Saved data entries
☆ ☆ ☆ ☆ ☆

//! Concurrent refinement threads.
//!
//! Refinement threads turn dirty cards back into remembered-set entries while
//! mutators run. They are activated in steps as completed buffers pile up:
//!
//! * below the green zone every thread sleeps; the pause will handle the
//!   remaining buffers;
//! * thread `i` wakes once the backlog exceeds its activation threshold and
//!   goes back to sleep when it falls to its deactivation threshold;
//! * at the yellow zone every thread is running;
//! * above the red zone mutators refine their own buffers as well.
//!
//! [`ConcurrentRefine::suspend`] stops all threads before a pause; work in
//! progress is cut short at the next card and the rest of the buffer is
//! re-queued.

use std::io;
use std::sync::atomic::{AtomicBool, Ordering};
use std::sync::Arc;
use std::thread::{self, JoinHandle};

use parking_lot::{Condvar, Mutex};

use crate::context::RemSetContext;
use crate::dirty_card_queue::Zones;
use crate::gc::sync::{LockGuard, LockOrder};
use crate::tracing::internal::log_refinement_activation;

#[derive(Debug, Default)]
struct MonitorState {
    shutdown: bool,
    suspended: bool,
    active: usize,
}

/// Monitor refinement threads sleep on.
///
/// Owned by the dirty card queue set, which notifies it when completed
/// buffers are published.
#[derive(Debug, Default)]
pub struct RefinementMonitor {
    state: Mutex<MonitorState>,
    changed: Condvar,
    abort: AtomicBool,
}

impl RefinementMonitor {
    pub(crate) fn new() -> Self {
        Self::default()
    }

    /// Wake every sleeping refinement thread so it re-checks its threshold.
    pub(crate) fn notify(&self) {
        let _order = LockGuard::new(LockOrder::RefinementMonitor);
        let _state = self.state.lock();
        self.changed.notify_all();
    }

    /// Returns `true` while refinement is being suspended.
    pub(crate) fn abort_requested(&self) -> bool {
        self.abort.load(Ordering::Acquire)
    }
}

/// Per-thread activation thresholds, in completed buffers.
#[derive(Debug, Clone, Copy, PartialEq, Eq)]
pub struct Thresholds {
    /// Start refining above this.
    pub activation: usize,
    /// Stop refining at or below this.
    pub deactivation: usize,
}

impl Thresholds {
    /// Thresholds for thread `worker` of `n_threads`.
    #[must_use]
    pub fn for_worker(zones: Zones, n_threads: usize, worker: usize) -> Self {
        let step = (zones.yellow - zones.green) / (n_threads + 1);
        let activation = (zones.green + step * (worker + 1)).min(zones.yellow);
        Self {
            activation,
            deactivation: activation.saturating_sub(step).max(zones.green),
        }
    }
}

/// Handle on the running refinement threads.
///
/// Dropping it stops and joins them.
pub struct ConcurrentRefine {
    ctx: Arc<RemSetContext>,
    workers: Vec<JoinHandle<()>>,
}

impl ConcurrentRefine {
    /// Start `config.refinement_threads` refinement threads for `ctx`.
    ///
    /// # Errors
    ///
    /// Returns an error if a thread cannot be spawned.
    pub fn start(ctx: &Arc<RemSetContext>) -> io::Result<Self> {
        let n = ctx.config().refinement_threads;
        let zones = ctx.dirty_card_queue_set().zones();
        let mut refine = Self {
            ctx: Arc::clone(ctx),
            workers: Vec::with_capacity(n),
        };
        for worker in 0..n {
            let ctx = Arc::clone(ctx);
            let thresholds = Thresholds::for_worker(zones, n, worker);
            let handle = thread::Builder::new()
                .name(format!("remset-refine#{worker}"))
                .spawn(move || refine_loop(&ctx, worker, thresholds))?;
            refine.workers.push(handle);
        }
        Ok(refine)
    }

    /// Number of refinement threads.
    #[must_use]
    pub fn threads(&self) -> usize {
        self.workers.len()
    }

    /// Number of threads currently refining.
    #[must_use]
    pub fn active_workers(&self) -> usize {
        let monitor = self.ctx.dirty_card_queue_set().monitor();
        let _order = LockGuard::new(LockOrder::RefinementMonitor);
        let active = monitor.state.lock().active;
        active
    }

    /// Stop every thread and wait until none is refining.
    ///
    /// Buffers being processed are cut short and re-queued.
    pub fn suspend(&self) {
        let monitor = self.ctx.dirty_card_queue_set().monitor();
        monitor.abort.store(true, Ordering::Release);
        let _order = LockGuard::new(LockOrder::RefinementMonitor);
        let mut state = monitor.state.lock();
        state.suspended = true;
        while state.active > 0 {
            monitor.changed.wait(&mut state);
        }
    }

    /// Let threads run again after [`suspend`](Self::suspend).
    pub fn resume(&self) {
        let monitor = self.ctx.dirty_card_queue_set().monitor();
        monitor.abort.store(false, Ordering::Release);
        let _order = LockGuard::new(LockOrder::RefinementMonitor);
        monitor.state.lock().suspended = false;
        monitor.changed.notify_all();
    }
}

fn refine_loop(ctx: &RemSetContext, worker: usize, thresholds: Thresholds) {
    let dcqs = ctx.dirty_card_queue_set();
    let monitor = dcqs.monitor();
    loop {
        {
            let _order = LockGuard::new(LockOrder::RefinementMonitor);
            let mut state = monitor.state.lock();
            loop {
                if state.shutdown {
                    return;
                }
                if !state.suspended
                    && !ctx.should_abort()
                    && dcqs.completed_buffers() > thresholds.activation
                {
                    break;
                }
                monitor.changed.wait(&mut state);
            }
            state.active += 1;
        }
        log_refinement_activation(worker, dcqs.completed_buffers(), true);

        let abort = || monitor.abort_requested() || ctx.should_abort();
        while !abort() {
            let Some(buffer) = dcqs.take_completed(thresholds.deactivation) else {
                break;
            };
            ctx.stats().record_worker_buffer();
            if !ctx.refine_buffer(buffer, worker, abort) {
                break;
            }
        }

        log_refinement_activation(worker, dcqs.completed_buffers(), false);
        let _order = LockGuard::new(LockOrder::RefinementMonitor);
        monitor.state.lock().active -= 1;
        monitor.changed.notify_all();
    }
}

impl Drop for ConcurrentRefine {
    fn drop(&mut self) {
        let monitor = self.ctx.dirty_card_queue_set().monitor();
        {
            let _order = LockGuard::new(LockOrder::RefinementMonitor);
            monitor.state.lock().shutdown = true;
        }
        monitor.abort.store(true, Ordering::Release);
        monitor.changed.notify_all();
        for handle in self.workers.drain(..) {
            let _ = handle.join();
        }
        monitor.abort.store(false, Ordering::Release);
    }
}

impl std::fmt::Debug for ConcurrentRefine {
    fn fmt(&self, f: &mut std::fmt::Formatter<'_>) -> std::fmt::Result {
        f.debug_struct("ConcurrentRefine")
            .field("threads", &self.workers.len())
            .finish_non_exhaustive()
    }
}

#[cfg(test)]
mod tests {
    use super::*;

    #[test]
    fn test_thresholds_step_up_to_yellow() {
        let zones = Zones {
            green: 4,
            yellow: 16,
            red: 24,
        };
        let t: Vec<_> = (0..3).map(|i| Thresholds::for_worker(zones, 3, i)).collect();
        assert_eq!(t[0], Thresholds { activation: 7, deactivation: 4 });
        assert_eq!(t[1], Thresholds { activation: 10, deactivation: 7 });
        assert_eq!(t[2], Thresholds { activation: 13, deactivation: 10 });
    }

    #[test]
    fn test_thresholds_zero_zones_drain_everything() {
        let zones = Zones {
            green: 0,
            yellow: 0,
            red: 0,
        };
        let t = Thresholds::for_worker(zones, 2, 1);
        assert_eq!(t, Thresholds { activation: 0, deactivation: 0 });
    }
}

☆ ☆ ☆ ☆ ☆

[EXERCISE]
Word for word, every record must be given again.

[TASK RESPONSE]
//! Concurrent refinement threads.
//!
//! Refinement threads turn dirty cards back into remembered-set entries while
//! mutators run. They are activated in steps as completed buffers pile up:
//!
//! * below the green zone every thread sleeps; the pause will handle the
//!   remaining buffers;
//! * thread `i` wakes once the backlog exceeds its activation threshold and
//!   goes back to sleep when it falls to its deactivation threshold;
//! * at the yellow zone every thread is running;
//! * above the red zone mutators refine their own buffers as well.
//!
//! [`ConcurrentRefine::suspend`] stops all threads before a pause; work in
//! progress is cut short at the next card and the rest of the buffer is
//! re-queued.

use std::io;
use std::sync::atomic::{AtomicBool, Ordering};
use std::sync::Arc;
use std::thread::{self, JoinHandle};

use parking_lot::{Condvar, Mutex};

use crate::context::RemSetContext;
use crate::dirty_card_queue::Zones;
use crate::gc::sync::{LockGuard, LockOrder};
use crate::tracing::internal::log_refinement_activation;

#[derive(Debug, Default)]
struct MonitorState {
    shutdown: bool,
    suspended: bool,
    active: usize,
}

/// Monitor refinement threads sleep on.
///
/// Owned by the dirty card queue set, which notifies it when completed
/// buffers are published.
#[derive(Debug, Default)]
pub struct RefinementMonitor {
    state: Mutex<MonitorState>,
    changed: Condvar,
    abort: AtomicBool,
}

impl RefinementMonitor {
    pub(crate) fn new() -> Self {
        Self::default()
    }

    /// Wake every sleeping refinement thread so it re-checks its threshold.
    pub(crate) fn notify(&self) {
        let _order = LockGuard::new(LockOrder::RefinementMonitor);
        let _state = self.state.lock();
        self.changed.notify_all();
    }

    /// Returns `true` while refinement is being suspended.
    pub(crate) fn abort_requested(&self) -> bool {
        self.abort.load(Ordering::Acquire)
    }
}

/// Per-thread activation thresholds, in completed buffers.
#[derive(Debug, Clone, Copy, PartialEq, Eq)]
pub struct Thresholds {
    /// Start refining above this.
    pub activation: usize,
    /// Stop refining at or below this.
    pub deactivation: usize,
}

impl Thresholds {
    /// Thresholds for thread `worker` of `n_threads`.
    #[must_use]
    pub fn for_worker(zones: Zones, n_threads: usize, worker: usize) -> Self {
        let step = (zones.yellow - zones.green) / (n_threads + 1);
        let activation = (zones.green + step * (worker + 1)).min(zones.yellow);
        Self {
            activation,
            deactivation: activation.saturating_sub(step).max(zones.green),
        }
    }
}

/// Handle on the running refinement threads.
///
/// Dropping it stops and joins them.
pub struct ConcurrentRefine {
    ctx: Arc<RemSetContext>,
    workers: Vec<JoinHandle<()>>,
}

impl ConcurrentRefine {
    /// Start `config.refinement_threads` refinement threads for `ctx`.
    ///
    /// # Errors
    ///
    /// Returns an error if a thread cannot be spawned.
    pub fn start(ctx: &Arc<RemSetContext>) -> io::Result<Self> {
        let n = ctx.config().refinement_threads;
        let zones = ctx.dirty_card_queue_set().zones();
        let mut refine = Self {
            ctx: Arc::clone(ctx),
            workers: Vec::with_capacity(n),
        };
        for worker in 0..n {
            let ctx = Arc::clone(ctx);
            let thresholds = Thresholds::for_worker(zones, n, worker);
            let handle = thread::Builder::new()
                .name(format!("remset-refine#{worker}"))
                .spawn(move || refine_loop(&ctx, worker, thresholds))?;
            refine.workers.push(handle);
        }
        Ok(refine)
    }

    /// Number of refinement threads.
    #[must_use]
    pub fn threads(&self) -> usize {
        self.workers.len()
    }

    /// Number of threads currently refining.
    #[must_use]
    pub fn active_workers(&self) -> usize {
        let monitor = self.ctx.dirty_card_queue_set().monitor();
        let _order = LockGuard::new(LockOrder::RefinementMonitor);
        let active = monitor.state.lock().active;
        active
    }

    /// Stop every thread and wait until none is refining.
    ///
    /// Buffers being processed are cut short and re-queued.
    pub fn suspend(&self) {
        let monitor = self.ctx.dirty_card_queue_set().monitor();
        monitor.abort.store(true, Ordering::Release);
        let _order = LockGuard::new(LockOrder::RefinementMonitor);
        let mut state = monitor.state.lock();
        state.suspended = true;
        while state.active > 0 {
            monitor.changed.wait(&mut state);
        }
    }

    /// Let threads run again after [`suspend`](Self::suspend).
    pub fn resume(&self) {
        let monitor = self.ctx.dirty_card_queue_set().monitor();
        monitor.abort.store(false, Ordering::Release);
        let _order = LockGuard::new(LockOrder::RefinementMonitor);
        monitor.state.lock().suspended = false;
        monitor.changed.notify_all();
    }
}

fn refine_loop(ctx: &RemSetContext, worker: usize, thresholds: Thresholds) {
    let dcqs = ctx.dirty_card_queue_set();
    let monitor = dcqs.monitor();
    loop {
        {
            let _order = LockGuard::new(LockOrder::RefinementMonitor);
            let mut state = monitor.state.lock();
            loop {
                if state.shutdown {
                    return;
                }
                if !state.suspended
                    && !ctx.should_abort()
                    && dcqs.completed_buffers() > thresholds.activation
                {
                    break;
                }
                monitor.changed.wait(&mut state);
            }
            state.active += 1;
        }
        log_refinement_activation(worker, dcqs.completed_buffers(), true);

        let abort = || monitor.abort_requested() || ctx.should_abort();
        while !abort() {
            let Some(buffer) = dcqs.take_completed(thresholds.deactivation) else {
                break;
            };
            ctx.stats().record_worker_buffer();
            if !ctx.refine_buffer(buffer, worker, abort) {
                break;
            }
        }

        log_refinement_activation(worker, dcqs.completed_buffers(), false);
        let _order = LockGuard::new(LockOrder::RefinementMonitor);
        monitor.state.lock().active -= 1;
        monitor.changed.notify_all();
    }
}

impl Drop for ConcurrentRefine {
    fn drop(&mut self) {
        let monitor = self.ctx.dirty_card_queue_set().monitor();
        {
            let _order = LockGuard::new(LockOrder::RefinementMonitor);
            monitor.state.lock().shutdown = true;
        }
        monitor.abort.store(true, Ordering::Release);
        monitor.changed.notify_all();
        for handle in self.workers.drain(..) {
            let _ = handle.join();
        }
        monitor.abort.store(false, Ordering::Release);
    }
}

impl std::fmt::Debug for ConcurrentRefine {
    fn fmt(&self, f: &mut std::fmt::Formatter<'_>) -> std::fmt::Result {
        f.debug_struct("ConcurrentRefine")
            .field("threads", &self.workers.len())
            .finish_non_exhaustive()
    }
}

#[cfg(test)]
mod tests {
    use super::*;

    #[test]
    fn test_thresholds_step_up_to_yellow() {
        let zones = Zones {
            green: 4,
            yellow: 16,
            red: 24,
        };
        let t: Vec<_> = (0..3).map(|i| Thresholds::for_worker(zones, 3, i)).collect();
        assert_eq!(t[0], Thresholds { activation: 7, deactivation: 4 });
        assert_eq!(t[1], Thresholds { activation: 10, deactivation: 7 });
        assert_eq!(t[2], Thresholds { activation: 13, deactivation: 10 });
    }

    #[test]
    fn test_thresholds_zero_zones_drain_everything() {
        let zones = Zones {
            green: 0,
            yellow: 0,
            red: 0,
        };
        let t = Thresholds::for_worker(zones, 2, 1);
        assert_eq!(t, Thresholds { activation: 0, deactivation: 0 });
    }
}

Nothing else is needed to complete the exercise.